■ **Exercise**:
Search the material for the string "Element", then return every line where it is found.

■ **Exercise material**:
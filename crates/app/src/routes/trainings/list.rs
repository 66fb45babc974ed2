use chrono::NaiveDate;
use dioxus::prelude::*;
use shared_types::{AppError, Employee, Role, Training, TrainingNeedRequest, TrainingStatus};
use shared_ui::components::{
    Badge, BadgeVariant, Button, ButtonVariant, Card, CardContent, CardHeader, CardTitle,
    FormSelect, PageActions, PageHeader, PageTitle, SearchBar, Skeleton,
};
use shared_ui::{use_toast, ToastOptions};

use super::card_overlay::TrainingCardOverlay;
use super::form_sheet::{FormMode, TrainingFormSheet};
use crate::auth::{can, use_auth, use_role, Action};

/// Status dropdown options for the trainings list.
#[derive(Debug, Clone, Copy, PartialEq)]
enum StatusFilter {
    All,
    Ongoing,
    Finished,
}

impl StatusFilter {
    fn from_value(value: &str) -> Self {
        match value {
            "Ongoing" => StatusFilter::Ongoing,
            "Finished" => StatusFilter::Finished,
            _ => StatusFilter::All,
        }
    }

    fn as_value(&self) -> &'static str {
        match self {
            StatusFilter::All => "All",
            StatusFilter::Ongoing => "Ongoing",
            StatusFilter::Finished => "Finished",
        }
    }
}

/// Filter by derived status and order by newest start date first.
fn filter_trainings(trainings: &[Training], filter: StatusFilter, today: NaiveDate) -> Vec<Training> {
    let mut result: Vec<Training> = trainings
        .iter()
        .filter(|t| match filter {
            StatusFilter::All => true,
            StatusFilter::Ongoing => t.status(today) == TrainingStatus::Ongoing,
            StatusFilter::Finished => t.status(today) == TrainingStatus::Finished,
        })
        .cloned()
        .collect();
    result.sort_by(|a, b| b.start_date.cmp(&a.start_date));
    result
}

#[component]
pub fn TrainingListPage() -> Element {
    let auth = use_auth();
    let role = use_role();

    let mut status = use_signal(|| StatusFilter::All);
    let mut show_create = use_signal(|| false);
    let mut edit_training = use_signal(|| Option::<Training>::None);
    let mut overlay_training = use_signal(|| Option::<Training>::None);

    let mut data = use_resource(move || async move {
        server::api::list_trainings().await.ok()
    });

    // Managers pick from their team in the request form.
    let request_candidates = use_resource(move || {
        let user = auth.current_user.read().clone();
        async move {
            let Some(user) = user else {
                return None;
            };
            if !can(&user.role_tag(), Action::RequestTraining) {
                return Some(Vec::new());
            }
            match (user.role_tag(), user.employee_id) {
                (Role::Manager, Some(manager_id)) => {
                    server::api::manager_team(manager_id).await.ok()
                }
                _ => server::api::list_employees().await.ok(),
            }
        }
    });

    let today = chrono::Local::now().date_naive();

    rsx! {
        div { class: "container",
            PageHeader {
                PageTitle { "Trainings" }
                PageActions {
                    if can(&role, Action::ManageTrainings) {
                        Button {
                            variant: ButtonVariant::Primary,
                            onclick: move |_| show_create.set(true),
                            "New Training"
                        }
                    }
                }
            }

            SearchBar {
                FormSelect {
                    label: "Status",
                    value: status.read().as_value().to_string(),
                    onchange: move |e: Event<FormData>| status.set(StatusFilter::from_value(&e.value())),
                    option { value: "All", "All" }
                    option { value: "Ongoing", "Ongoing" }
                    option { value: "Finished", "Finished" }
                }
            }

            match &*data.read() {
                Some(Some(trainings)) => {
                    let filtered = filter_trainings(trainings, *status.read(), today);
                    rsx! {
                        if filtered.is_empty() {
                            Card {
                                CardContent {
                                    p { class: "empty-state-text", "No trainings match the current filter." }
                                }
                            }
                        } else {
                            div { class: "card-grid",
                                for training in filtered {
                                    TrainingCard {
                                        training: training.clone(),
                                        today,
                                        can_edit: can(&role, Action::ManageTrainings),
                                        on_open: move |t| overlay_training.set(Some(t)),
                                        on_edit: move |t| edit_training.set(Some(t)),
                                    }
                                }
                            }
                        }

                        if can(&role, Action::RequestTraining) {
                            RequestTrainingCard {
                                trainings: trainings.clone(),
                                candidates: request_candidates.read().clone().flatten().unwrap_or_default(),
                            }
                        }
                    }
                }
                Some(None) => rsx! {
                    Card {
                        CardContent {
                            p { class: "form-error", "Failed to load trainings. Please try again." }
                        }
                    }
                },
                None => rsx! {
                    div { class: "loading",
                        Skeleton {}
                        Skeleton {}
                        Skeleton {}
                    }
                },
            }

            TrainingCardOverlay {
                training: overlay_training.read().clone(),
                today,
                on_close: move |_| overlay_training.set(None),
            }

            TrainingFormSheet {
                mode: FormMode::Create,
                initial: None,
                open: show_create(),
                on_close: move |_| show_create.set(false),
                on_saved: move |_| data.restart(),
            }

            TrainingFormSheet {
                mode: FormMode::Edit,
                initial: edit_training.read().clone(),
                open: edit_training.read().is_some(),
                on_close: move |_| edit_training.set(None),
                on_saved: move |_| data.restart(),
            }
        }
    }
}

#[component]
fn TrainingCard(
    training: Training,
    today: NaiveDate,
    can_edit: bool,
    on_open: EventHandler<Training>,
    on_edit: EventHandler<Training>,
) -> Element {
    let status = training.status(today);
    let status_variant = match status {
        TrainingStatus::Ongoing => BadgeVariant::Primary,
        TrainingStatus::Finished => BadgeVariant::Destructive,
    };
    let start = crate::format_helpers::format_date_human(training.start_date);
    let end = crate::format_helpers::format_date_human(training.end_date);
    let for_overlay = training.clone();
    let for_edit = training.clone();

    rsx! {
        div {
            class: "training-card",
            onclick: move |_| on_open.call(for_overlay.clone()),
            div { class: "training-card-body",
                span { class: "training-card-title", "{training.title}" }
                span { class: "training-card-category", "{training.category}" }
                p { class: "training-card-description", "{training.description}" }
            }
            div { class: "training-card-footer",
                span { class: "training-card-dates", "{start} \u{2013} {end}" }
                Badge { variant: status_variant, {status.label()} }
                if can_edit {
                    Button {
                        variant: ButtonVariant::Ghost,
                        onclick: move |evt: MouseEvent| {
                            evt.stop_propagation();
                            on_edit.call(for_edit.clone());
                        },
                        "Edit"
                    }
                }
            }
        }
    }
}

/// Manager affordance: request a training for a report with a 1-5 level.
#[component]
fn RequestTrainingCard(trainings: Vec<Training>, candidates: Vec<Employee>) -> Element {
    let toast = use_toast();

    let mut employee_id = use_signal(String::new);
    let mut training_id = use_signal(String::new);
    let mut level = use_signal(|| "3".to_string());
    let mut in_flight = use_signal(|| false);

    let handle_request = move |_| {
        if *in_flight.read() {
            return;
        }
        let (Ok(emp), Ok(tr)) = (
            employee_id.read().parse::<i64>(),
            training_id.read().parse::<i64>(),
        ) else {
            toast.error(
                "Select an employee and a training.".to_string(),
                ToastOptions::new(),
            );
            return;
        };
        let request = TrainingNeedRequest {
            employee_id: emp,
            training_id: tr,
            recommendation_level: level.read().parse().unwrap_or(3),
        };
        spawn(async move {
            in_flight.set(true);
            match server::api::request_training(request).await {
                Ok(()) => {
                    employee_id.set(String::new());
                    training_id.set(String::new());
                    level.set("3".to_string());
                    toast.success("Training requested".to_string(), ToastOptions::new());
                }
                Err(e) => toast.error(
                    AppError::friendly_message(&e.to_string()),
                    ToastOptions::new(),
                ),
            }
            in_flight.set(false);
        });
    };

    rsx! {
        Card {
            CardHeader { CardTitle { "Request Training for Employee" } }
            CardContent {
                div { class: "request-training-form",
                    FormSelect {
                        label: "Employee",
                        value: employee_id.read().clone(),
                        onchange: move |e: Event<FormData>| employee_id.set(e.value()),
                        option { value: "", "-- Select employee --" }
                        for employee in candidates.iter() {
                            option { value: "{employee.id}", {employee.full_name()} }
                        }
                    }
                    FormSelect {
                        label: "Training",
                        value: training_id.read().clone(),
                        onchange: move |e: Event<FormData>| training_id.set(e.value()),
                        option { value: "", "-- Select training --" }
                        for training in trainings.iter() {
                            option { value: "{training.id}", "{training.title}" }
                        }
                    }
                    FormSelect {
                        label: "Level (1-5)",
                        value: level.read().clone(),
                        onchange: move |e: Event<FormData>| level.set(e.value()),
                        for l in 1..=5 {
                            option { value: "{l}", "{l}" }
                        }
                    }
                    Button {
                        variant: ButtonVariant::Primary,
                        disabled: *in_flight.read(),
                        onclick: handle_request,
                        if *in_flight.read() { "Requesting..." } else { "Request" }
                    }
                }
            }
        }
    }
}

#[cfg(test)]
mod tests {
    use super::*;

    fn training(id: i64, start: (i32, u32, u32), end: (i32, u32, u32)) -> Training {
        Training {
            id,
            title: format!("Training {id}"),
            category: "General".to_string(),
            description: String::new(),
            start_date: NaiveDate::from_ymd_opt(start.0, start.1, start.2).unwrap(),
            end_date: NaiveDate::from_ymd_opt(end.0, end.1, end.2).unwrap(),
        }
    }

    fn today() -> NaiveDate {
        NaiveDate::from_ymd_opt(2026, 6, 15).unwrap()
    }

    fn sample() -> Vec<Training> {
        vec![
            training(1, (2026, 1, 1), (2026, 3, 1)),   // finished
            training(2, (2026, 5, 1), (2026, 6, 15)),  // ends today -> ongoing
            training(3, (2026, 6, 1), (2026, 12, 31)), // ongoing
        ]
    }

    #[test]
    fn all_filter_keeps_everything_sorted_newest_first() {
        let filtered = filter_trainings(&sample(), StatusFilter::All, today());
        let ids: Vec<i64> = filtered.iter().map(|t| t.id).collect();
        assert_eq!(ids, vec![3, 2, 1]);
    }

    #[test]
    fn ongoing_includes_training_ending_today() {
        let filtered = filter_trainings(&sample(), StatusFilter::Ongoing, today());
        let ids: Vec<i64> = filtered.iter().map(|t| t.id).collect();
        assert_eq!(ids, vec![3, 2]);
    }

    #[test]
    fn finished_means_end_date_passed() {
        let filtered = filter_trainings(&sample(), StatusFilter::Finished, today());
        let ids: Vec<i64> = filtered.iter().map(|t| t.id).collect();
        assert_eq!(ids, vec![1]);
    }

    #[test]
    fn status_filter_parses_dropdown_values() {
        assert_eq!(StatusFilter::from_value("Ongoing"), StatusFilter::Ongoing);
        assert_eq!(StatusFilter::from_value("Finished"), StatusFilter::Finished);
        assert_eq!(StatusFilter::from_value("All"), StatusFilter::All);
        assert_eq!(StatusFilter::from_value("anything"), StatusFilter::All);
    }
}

■ **Task response**:
pub fn TrainingListPage() -> Element {
) -> Element {
fn RequestTrainingCard(trainings: Vec<Training>, candidates: Vec<Employee>) -> Element {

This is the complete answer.